> Provided data:
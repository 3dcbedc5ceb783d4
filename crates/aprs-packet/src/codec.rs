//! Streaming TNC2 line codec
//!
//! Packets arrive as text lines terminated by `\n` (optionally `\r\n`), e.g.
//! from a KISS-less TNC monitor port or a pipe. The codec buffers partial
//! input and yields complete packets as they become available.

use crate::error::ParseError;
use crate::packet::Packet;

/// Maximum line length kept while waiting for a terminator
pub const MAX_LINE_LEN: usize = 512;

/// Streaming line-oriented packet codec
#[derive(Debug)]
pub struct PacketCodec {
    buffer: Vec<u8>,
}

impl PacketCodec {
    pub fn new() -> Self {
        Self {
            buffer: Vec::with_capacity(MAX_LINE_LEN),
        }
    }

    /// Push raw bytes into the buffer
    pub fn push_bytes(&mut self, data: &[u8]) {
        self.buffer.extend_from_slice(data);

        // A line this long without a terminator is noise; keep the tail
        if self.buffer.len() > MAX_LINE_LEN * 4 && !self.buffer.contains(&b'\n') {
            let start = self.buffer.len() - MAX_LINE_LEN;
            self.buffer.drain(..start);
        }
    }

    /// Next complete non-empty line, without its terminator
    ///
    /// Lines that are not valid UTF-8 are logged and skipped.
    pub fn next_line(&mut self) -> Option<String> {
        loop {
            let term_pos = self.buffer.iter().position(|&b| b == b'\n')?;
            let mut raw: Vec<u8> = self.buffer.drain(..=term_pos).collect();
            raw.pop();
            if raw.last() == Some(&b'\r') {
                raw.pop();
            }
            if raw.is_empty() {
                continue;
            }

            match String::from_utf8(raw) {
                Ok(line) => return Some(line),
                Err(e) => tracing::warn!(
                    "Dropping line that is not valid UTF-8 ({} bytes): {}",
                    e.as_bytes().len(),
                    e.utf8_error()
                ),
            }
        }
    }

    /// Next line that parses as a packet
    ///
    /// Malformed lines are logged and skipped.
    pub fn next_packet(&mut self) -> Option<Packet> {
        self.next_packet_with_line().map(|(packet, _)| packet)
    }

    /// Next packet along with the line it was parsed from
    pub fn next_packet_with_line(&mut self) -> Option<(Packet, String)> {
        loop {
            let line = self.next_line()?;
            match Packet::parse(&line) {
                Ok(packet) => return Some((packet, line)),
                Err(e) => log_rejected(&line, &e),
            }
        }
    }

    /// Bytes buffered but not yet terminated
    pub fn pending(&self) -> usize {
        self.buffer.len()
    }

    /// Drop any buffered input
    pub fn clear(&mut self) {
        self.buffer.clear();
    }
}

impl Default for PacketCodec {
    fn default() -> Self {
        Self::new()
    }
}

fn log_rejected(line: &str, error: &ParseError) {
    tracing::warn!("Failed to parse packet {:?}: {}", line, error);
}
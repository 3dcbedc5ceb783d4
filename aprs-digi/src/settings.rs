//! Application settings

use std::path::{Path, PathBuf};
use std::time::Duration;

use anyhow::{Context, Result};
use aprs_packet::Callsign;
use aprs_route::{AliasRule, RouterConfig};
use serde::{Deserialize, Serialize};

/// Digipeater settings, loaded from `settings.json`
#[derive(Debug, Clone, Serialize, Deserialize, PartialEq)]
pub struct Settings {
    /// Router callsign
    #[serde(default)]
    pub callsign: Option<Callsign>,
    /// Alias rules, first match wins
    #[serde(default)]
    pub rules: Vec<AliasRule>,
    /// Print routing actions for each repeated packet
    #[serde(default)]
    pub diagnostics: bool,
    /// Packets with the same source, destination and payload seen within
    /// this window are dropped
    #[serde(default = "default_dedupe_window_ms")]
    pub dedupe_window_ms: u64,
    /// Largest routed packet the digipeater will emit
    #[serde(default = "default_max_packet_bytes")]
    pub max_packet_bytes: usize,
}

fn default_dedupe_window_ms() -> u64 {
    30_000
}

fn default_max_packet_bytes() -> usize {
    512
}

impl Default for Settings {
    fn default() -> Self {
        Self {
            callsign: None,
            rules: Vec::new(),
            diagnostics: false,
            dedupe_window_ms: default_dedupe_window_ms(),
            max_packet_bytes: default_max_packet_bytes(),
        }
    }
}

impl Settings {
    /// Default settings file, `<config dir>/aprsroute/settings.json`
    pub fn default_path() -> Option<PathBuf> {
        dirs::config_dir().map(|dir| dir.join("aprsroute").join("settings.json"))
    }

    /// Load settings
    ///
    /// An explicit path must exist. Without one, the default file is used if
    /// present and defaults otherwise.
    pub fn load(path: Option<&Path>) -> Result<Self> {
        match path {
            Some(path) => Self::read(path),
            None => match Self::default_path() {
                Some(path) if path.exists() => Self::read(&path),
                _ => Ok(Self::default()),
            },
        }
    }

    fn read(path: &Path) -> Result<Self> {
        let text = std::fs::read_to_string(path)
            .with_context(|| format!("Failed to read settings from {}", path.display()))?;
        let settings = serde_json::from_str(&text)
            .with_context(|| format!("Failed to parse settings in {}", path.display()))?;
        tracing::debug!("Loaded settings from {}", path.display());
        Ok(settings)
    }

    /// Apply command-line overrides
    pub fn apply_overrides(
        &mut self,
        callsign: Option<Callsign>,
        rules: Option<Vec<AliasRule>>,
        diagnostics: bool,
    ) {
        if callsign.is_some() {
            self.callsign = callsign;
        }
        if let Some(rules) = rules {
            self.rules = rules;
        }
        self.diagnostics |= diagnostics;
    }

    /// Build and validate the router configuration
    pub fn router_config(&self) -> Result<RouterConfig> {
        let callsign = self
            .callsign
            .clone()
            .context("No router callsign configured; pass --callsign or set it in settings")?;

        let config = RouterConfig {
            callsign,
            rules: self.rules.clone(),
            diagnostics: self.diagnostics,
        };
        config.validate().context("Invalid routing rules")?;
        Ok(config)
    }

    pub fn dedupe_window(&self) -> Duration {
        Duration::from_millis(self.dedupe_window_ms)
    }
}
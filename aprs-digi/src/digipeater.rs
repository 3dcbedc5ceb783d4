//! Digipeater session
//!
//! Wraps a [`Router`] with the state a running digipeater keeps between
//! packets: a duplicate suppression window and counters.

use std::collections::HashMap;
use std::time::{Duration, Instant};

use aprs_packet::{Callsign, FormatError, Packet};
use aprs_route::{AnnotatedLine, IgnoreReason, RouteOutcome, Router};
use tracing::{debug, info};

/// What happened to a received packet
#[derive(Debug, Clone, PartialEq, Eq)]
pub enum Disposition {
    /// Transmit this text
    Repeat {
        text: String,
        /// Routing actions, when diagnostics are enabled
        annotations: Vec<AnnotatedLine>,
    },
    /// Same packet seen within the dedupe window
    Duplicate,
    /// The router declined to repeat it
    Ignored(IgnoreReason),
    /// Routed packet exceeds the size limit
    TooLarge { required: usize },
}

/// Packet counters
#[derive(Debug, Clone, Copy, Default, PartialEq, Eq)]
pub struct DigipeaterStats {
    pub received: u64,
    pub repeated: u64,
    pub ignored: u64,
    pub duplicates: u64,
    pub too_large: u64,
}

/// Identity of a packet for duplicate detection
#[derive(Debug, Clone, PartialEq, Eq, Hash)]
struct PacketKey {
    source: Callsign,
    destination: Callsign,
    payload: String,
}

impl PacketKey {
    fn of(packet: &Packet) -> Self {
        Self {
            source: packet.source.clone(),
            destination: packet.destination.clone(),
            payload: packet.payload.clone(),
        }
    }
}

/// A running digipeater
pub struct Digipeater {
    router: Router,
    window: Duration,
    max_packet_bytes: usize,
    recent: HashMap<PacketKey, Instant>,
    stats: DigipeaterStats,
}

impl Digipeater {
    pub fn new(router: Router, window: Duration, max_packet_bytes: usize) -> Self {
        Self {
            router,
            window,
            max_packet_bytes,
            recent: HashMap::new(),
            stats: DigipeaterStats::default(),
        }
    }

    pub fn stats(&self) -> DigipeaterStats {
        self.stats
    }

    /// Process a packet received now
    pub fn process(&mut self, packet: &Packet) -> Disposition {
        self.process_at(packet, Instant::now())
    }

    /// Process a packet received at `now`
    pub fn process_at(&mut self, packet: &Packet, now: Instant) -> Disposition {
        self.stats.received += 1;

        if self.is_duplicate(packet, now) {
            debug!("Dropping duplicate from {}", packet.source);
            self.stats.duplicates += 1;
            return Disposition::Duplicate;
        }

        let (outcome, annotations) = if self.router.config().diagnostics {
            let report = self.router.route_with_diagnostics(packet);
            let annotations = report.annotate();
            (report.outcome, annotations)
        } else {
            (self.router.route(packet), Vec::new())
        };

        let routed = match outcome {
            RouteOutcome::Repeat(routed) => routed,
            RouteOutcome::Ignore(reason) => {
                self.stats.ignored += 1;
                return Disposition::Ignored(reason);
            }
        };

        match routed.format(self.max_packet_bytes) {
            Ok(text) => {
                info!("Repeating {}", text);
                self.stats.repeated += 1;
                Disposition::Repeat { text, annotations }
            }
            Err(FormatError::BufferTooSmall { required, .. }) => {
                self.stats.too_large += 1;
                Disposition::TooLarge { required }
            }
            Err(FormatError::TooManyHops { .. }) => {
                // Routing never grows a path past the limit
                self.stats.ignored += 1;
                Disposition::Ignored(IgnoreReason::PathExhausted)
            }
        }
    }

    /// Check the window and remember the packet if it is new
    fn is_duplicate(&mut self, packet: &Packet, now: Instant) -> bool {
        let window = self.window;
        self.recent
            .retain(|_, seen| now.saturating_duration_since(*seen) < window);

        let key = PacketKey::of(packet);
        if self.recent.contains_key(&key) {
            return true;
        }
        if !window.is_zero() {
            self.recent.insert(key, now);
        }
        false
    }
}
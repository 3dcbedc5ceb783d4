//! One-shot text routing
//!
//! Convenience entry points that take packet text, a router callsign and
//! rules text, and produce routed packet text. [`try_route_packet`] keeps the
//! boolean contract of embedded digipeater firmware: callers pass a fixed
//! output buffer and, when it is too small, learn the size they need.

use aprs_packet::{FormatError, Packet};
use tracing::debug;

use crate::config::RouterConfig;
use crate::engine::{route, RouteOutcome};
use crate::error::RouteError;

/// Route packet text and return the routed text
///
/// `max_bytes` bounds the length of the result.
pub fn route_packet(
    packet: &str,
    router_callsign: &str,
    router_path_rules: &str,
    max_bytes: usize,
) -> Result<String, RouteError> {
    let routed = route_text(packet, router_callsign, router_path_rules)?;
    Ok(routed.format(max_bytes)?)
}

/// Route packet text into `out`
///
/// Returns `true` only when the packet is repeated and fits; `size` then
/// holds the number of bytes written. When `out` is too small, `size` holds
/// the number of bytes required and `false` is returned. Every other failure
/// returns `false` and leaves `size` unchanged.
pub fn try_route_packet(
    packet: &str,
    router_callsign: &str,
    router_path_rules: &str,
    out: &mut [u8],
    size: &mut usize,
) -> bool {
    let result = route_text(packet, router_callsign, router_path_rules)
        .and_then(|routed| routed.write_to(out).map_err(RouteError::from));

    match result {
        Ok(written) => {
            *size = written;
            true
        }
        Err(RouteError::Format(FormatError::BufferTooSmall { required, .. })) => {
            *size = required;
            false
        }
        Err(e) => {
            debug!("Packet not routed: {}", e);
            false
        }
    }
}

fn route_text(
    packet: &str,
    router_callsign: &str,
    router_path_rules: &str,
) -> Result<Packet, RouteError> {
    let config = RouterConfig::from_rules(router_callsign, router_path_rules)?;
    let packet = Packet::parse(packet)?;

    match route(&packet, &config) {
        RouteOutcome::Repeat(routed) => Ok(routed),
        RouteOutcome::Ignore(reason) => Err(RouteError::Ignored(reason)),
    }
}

> Work required: What lines of the material above include "true"? Copy each one.

> Reply to the exercise:
            return true;
/// Returns `true` only when the packet is repeated and fits; `size` then
            true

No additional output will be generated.